=== What you are asked to do ===
Where in the data below does the word "InvalidValue" appear? Copy every line that has it.

=== Information shown ===
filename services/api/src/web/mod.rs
pub mod protocol;
pub mod rest;
pub mod state;

use axum::{
    routing::{get, post},
    Router,
};
use std::sync::Arc;

pub use rest::{
    game_handler, guess_handler, health_handler, list_books_handler, stats_handler,
    today_handler,
};
use state::AppState;

/// Builds the game API router. CORS and Swagger UI are layered on by the binary.
pub fn build_router(app_state: Arc<AppState>) -> Router {
    Router::new()
        .route("/health", get(health_handler))
        .route("/api/game/today", get(today_handler))
        .route("/api/game/{date}", get(game_handler))
        .route("/api/game/{date}/guess", post(guess_handler))
        .route("/api/books", get(list_books_handler))
        .route("/api/stats", get(stats_handler))
        .with_state(app_state)
}
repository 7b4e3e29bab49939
pub mod adapters;
pub mod config;
pub mod error;
pub mod web;
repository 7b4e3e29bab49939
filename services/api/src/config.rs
//! services/api/src/config.rs
//!
//! Defines the application's configuration structure and loading logic.
//!
//! All configuration is loaded from environment variables at startup. The `.env`
//! file is used for local development.

use std::net::SocketAddr;
use std::path::PathBuf;
use tracing::Level;

/// A custom error type for configuration loading failures.
#[derive(Debug, thiserror::Error)]
pub enum ConfigError {
    #[error("Invalid value for the environment variable {0}: {1}")]
    InvalidValue(String, String),
}

/// Holds all configuration loaded from the environment at startup.
#[derive(Clone, Debug)]
pub struct Config {
    pub bind_address: SocketAddr,
    /// When unset, sessions and stats live in memory only.
    pub database_url: Option<String>,
    pub log_level: Level,
    /// JSON catalog to load instead of the bundled one.
    pub catalog_path: Option<PathBuf>,
    pub player_id: String,
    pub allowed_origin: String,
}

impl Config {
    /// Loads configuration from environment variables.
    ///
    /// It will look for a `.env` file in the current directory for development,
    /// but this is skipped in test environments to ensure tests are hermetic.
    pub fn from_env() -> Result<Self, ConfigError> {
        // Only load from .env in non-test mode to avoid contamination.
        if !cfg!(test) {
            dotenvy::dotenv().ok();
        }

        // --- Load Server and Storage Settings ---
        let bind_address_str =
            std::env::var("BIND_ADDRESS").unwrap_or_else(|_| "0.0.0.0:3000".to_string());
        let bind_address = bind_address_str.parse::<SocketAddr>().map_err(|e| {
            ConfigError::InvalidValue("BIND_ADDRESS".to_string(), e.to_string())
        })?;

        let database_url = std::env::var("DATABASE_URL")
            .ok()
            .filter(|url| !url.trim().is_empty());

        let log_level_str = std::env::var("RUST_LOG").unwrap_or_else(|_| "INFO".to_string());
        let log_level = log_level_str.parse::<Level>().map_err(|_| {
            ConfigError::InvalidValue(
                "RUST_LOG".to_string(),
                format!("'{}' is not a valid log level", log_level_str),
            )
        })?;

        // --- Load Game Settings ---
        let catalog_path = std::env::var("CATALOG_PATH").ok().map(PathBuf::from);

        let player_id =
            std::env::var("PLAYER_ID").unwrap_or_else(|_| "default-player".to_string());
        if player_id.trim().is_empty() {
            return Err(ConfigError::InvalidValue(
                "PLAYER_ID".to_string(),
                "must not be empty".to_string(),
            ));
        }

        let allowed_origin = std::env::var("ALLOWED_ORIGIN")
            .unwrap_or_else(|_| "http://localhost:5173".to_string());

        Ok(Self {
            bind_address,
            database_url,
            log_level,
            catalog_path,
            player_id,
            allowed_origin,
        })
    }
}
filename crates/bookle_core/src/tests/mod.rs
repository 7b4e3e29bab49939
mod helpers;
mod service_tests;
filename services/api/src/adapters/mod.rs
pub mod catalog;
pub mod db;
pub mod fallback;
pub mod memory;
pub mod selector;

pub use catalog::StaticCatalog;
pub use db::DbAdapter;
pub use fallback::FallbackStorage;
pub use memory::MemoryStorage;
pub use selector::DateSeededSelector;
//! services/api/src/adapters/memory.rs
//!
//! Process-local storage. Used when no database is configured, as the fallback
//! behind the database, and in tests.

use async_trait::async_trait;
use bookle_core::domain::{Session, Stats};
use bookle_core::ports::{PortResult, StorageService};
use chrono::NaiveDate;
use std::collections::HashMap;
use tokio::sync::RwLock;

#[derive(Default)]
pub struct MemoryStorage {
    sessions: RwLock<HashMap<NaiveDate, Session>>,
    stats: RwLock<HashMap<String, Stats>>,
}

impl MemoryStorage {
    pub fn new() -> Self {
        Self::default()
    }
}

#[async_trait]
impl StorageService for MemoryStorage {
    async fn get_session_by_date(&self, date: NaiveDate) -> PortResult<Option<Session>> {
        Ok(self.sessions.read().await.get(&date).cloned())
    }

    async fn save_session(&self, session: &Session) -> PortResult<()> {
        self.sessions
            .write()
            .await
            .insert(session.date, session.clone());
        Ok(())
    }

    async fn get_stats(&self, player_id: &str) -> PortResult<Option<Stats>> {
        Ok(self.stats.read().await.get(player_id).cloned())
    }

    async fn save_stats(&self, stats: &Stats) -> PortResult<()> {
        self.stats
            .write()
            .await
            .insert(stats.player_id.clone(), stats.clone());
        Ok(())
    }
}
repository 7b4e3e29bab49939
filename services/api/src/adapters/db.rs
//! services/api/src/adapters/db.rs
//!
//! This module contains the database adapter, which implements the `StorageService`
//! port from the `core` crate. It handles all interactions with the PostgreSQL
//! database using `sqlx`. The catalog itself is always served from memory; the
//! `books` table only backs the sessions' foreign key.

use async_trait::async_trait;
use bookle_core::domain::{Book, GameStatus, Guess, RevealedAttribute, Session, Stats};
use bookle_core::ports::{PortError, PortResult, StorageService};
use chrono::NaiveDate;
use sqlx::{FromRow, PgPool};
use tracing::info;

//=========================================================================================
// The Main Adapter Struct
//=========================================================================================

/// A database adapter that implements the storage port.
#[derive(Clone)]
pub struct DbAdapter {
    pool: PgPool,
}

impl DbAdapter {
    /// Creates a new `DbAdapter`.
    pub fn new(pool: PgPool) -> Self {
        Self { pool }
    }

    /// A helper function to run database migrations at startup.
    pub async fn run_migrations(&self) -> Result<(), sqlx::migrate::MigrateError> {
        sqlx::migrate!("./migrations").run(&self.pool).await?;
        Ok(())
    }

    /// Inserts any of `books` the `books` table does not have yet. Rows already
    /// present are left alone.
    pub async fn seed_books(&self, books: &[Book]) -> Result<(), sqlx::Error> {
        let mut inserted = 0;
        let mut tx = self.pool.begin().await?;
        for book in books {
            inserted += sqlx::query(
                "INSERT INTO books (id, title, author, publication_year, genre, authors_country, \
                 pages, original_language, historical_period, cover_image_ref) \
                 VALUES ($1, $2, $3, $4, $5, $6, $7, $8, $9, $10) \
                 ON CONFLICT DO NOTHING",
            )
            .bind(book.id as i32)
            .bind(&book.title)
            .bind(&book.author)
            .bind(book.publication_year)
            .bind(&book.genre)
            .bind(&book.authors_country)
            .bind(book.pages as i32)
            .bind(&book.original_language)
            .bind(&book.historical_period)
            .bind(&book.cover_image_ref)
            .execute(&mut *tx)
            .await?
            .rows_affected();
        }
        tx.commit().await?;

        info!("Seeded {} new books into the database", inserted);
        Ok(())
    }
}

fn unexpected(e: sqlx::Error) -> PortError {
    PortError::Unexpected(e.to_string())
}

fn corrupt(what: &str, e: impl std::fmt::Display) -> PortError {
    PortError::Unexpected(format!("Stored {} is corrupt: {}", what, e))
}

//=========================================================================================
// "Impure" Database Record Structs
//=========================================================================================

/// Guesses and revealed attributes are stored as JSON text.
#[derive(FromRow)]
struct SessionRecord {
    id: String,
    date: NaiveDate,
    daily_book_id: i32,
    remaining_attempts: i16,
    guesses: String,
    revealed_attributes: String,
    game_status: String,
    stats_recorded: bool,
}
impl SessionRecord {
    fn to_domain(self) -> PortResult<Session> {
        let guesses: Vec<Guess> =
            serde_json::from_str(&self.guesses).map_err(|e| corrupt("guesses", e))?;
        let revealed_attributes: Vec<RevealedAttribute> =
            serde_json::from_str(&self.revealed_attributes)
                .map_err(|e| corrupt("revealed attributes", e))?;
        let game_status = match self.game_status.as_str() {
            "active" => GameStatus::Active,
            "won" => GameStatus::Won,
            "lost" => GameStatus::Lost,
            other => return Err(corrupt("game status", other)),
        };

        Ok(Session {
            id: self.id,
            date: self.date,
            daily_book_id: self.daily_book_id as u32,
            remaining_attempts: u8::try_from(self.remaining_attempts)
                .map_err(|e| corrupt("remaining attempts", e))?,
            guesses,
            revealed_attributes,
            game_status,
            stats_recorded: self.stats_recorded,
        })
    }
}

#[derive(FromRow)]
struct StatsRecord {
    player_id: String,
    games_played: i32,
    games_won: i32,
    current_streak: i32,
    max_streak: i32,
    guess_distribution: Vec<i32>,
    last_played_date: Option<NaiveDate>,
}
impl StatsRecord {
    fn to_domain(self) -> PortResult<Stats> {
        let mut stats = Stats::new(self.player_id);
        if self.guess_distribution.len() != stats.guess_distribution.len() {
            return Err(corrupt(
                "guess distribution",
                format!("expected 8 buckets, found {}", self.guess_distribution.len()),
            ));
        }
        for (slot, count) in stats
            .guess_distribution
            .iter_mut()
            .zip(self.guess_distribution)
        {
            *slot = count as u32;
        }
        stats.games_played = self.games_played as u32;
        stats.games_won = self.games_won as u32;
        stats.current_streak = self.current_streak as u32;
        stats.max_streak = self.max_streak as u32;
        stats.last_played_date = self.last_played_date;
        Ok(stats)
    }
}

//=========================================================================================
// `StorageService` Trait Implementation
//=========================================================================================

#[async_trait]
impl StorageService for DbAdapter {
    async fn get_session_by_date(&self, date: NaiveDate) -> PortResult<Option<Session>> {
        let record = sqlx::query_as::<_, SessionRecord>(
            "SELECT id, date, daily_book_id, remaining_attempts, guesses, revealed_attributes, \
             game_status, stats_recorded FROM game_sessions WHERE date = $1",
        )
        .bind(date)
        .fetch_optional(&self.pool)
        .await
        .map_err(unexpected)?;

        record.map(SessionRecord::to_domain).transpose()
    }

    async fn save_session(&self, session: &Session) -> PortResult<()> {
        let guesses = serde_json::to_string(&session.guesses)
            .map_err(|e| PortError::Unexpected(e.to_string()))?;
        let revealed = serde_json::to_string(&session.revealed_attributes)
            .map_err(|e| PortError::Unexpected(e.to_string()))?;

        sqlx::query(
            "INSERT INTO game_sessions (id, date, daily_book_id, remaining_attempts, guesses, \
             revealed_attributes, game_status, stats_recorded) \
             VALUES ($1, $2, $3, $4, $5, $6, $7, $8) \
             ON CONFLICT (date) DO UPDATE SET \
             remaining_attempts = EXCLUDED.remaining_attempts, \
             guesses = EXCLUDED.guesses, \
             revealed_attributes = EXCLUDED.revealed_attributes, \
             game_status = EXCLUDED.game_status, \
             stats_recorded = EXCLUDED.stats_recorded, \
             updated_at = NOW()",
        )
        .bind(&session.id)
        .bind(session.date)
        .bind(session.daily_book_id as i32)
        .bind(i16::from(session.remaining_attempts))
        .bind(guesses)
        .bind(revealed)
        .bind(session.game_status.as_str())
        .bind(session.stats_recorded)
        .execute(&self.pool)
        .await
        .map_err(unexpected)?;
        Ok(())
    }

    async fn get_stats(&self, player_id: &str) -> PortResult<Option<Stats>> {
        let record = sqlx::query_as::<_, StatsRecord>(
            "SELECT player_id, games_played, games_won, current_streak, max_streak, \
             guess_distribution, last_played_date FROM player_stats WHERE player_id = $1",
        )
        .bind(player_id)
        .fetch_optional(&self.pool)
        .await
        .map_err(unexpected)?;

        record.map(StatsRecord::to_domain).transpose()
    }

    async fn save_stats(&self, stats: &Stats) -> PortResult<()> {
        let distribution: Vec<i32> = stats.guess_distribution.iter().map(|&c| c as i32).collect();

        sqlx::query(
            "INSERT INTO player_stats (player_id, games_played, games_won, current_streak, \
             max_streak, guess_distribution, last_played_date) \
             VALUES ($1, $2, $3, $4, $5, $6, $7) \
             ON CONFLICT (player_id) DO UPDATE SET \
             games_played = EXCLUDED.games_played, \
             games_won = EXCLUDED.games_won, \
             current_streak = EXCLUDED.current_streak, \
             max_streak = EXCLUDED.max_streak, \
             guess_distribution = EXCLUDED.guess_distribution, \
             last_played_date = EXCLUDED.last_played_date",
        )
        .bind(&stats.player_id)
        .bind(stats.games_played as i32)
        .bind(stats.games_won as i32)
        .bind(stats.current_streak as i32)
        .bind(stats.max_streak as i32)
        .bind(distribution)
        .bind(stats.last_played_date)
        .execute(&self.pool)
        .await
        .map_err(unexpected)?;
        Ok(())
    }
}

=== Task answer ===
    InvalidValue(String, String),
            ConfigError::InvalidValue("BIND_ADDRESS".to_string(), e.to_string())
            ConfigError::InvalidValue(
            return Err(ConfigError::InvalidValue(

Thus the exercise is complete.